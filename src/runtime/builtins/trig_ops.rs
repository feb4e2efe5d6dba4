//! Trigonometry with angles in turns: `sin(0.25) == 1.0`.

use std::f64::consts::TAU;

use crate::{
    error::Result,
    runtime::{call::Call, value::TaggedValue},
};

pub(super) fn builtin_sin(call: &mut Call<'_>) -> Result<TaggedValue> {
    Ok(TaggedValue::float((call.float_input(0)? * TAU).sin()))
}

pub(super) fn builtin_cos(call: &mut Call<'_>) -> Result<TaggedValue> {
    Ok(TaggedValue::float((call.float_input(0)? * TAU).cos()))
}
------------------------------------
With no additions or omissions, transcribe every record.

*SOLUTION:*
filename src/runtime/builtins/trig_ops.rs
repository feb4e2efe5d6dba4
//! Trigonometry with angles in turns: `sin(0.25) == 1.0`.

use std::f64::consts::TAU;

use crate::{
    error::Result,
    runtime::{call::Call, value::TaggedValue},
};

pub(super) fn builtin_sin(call: &mut Call<'_>) -> Result<TaggedValue> {
    Ok(TaggedValue::float((call.float_input(0)? * TAU).sin()))
}

pub(super) fn builtin_cos(call: &mut Call<'_>) -> Result<TaggedValue> {
    Ok(TaggedValue::float((call.float_input(0)? * TAU).cos()))
}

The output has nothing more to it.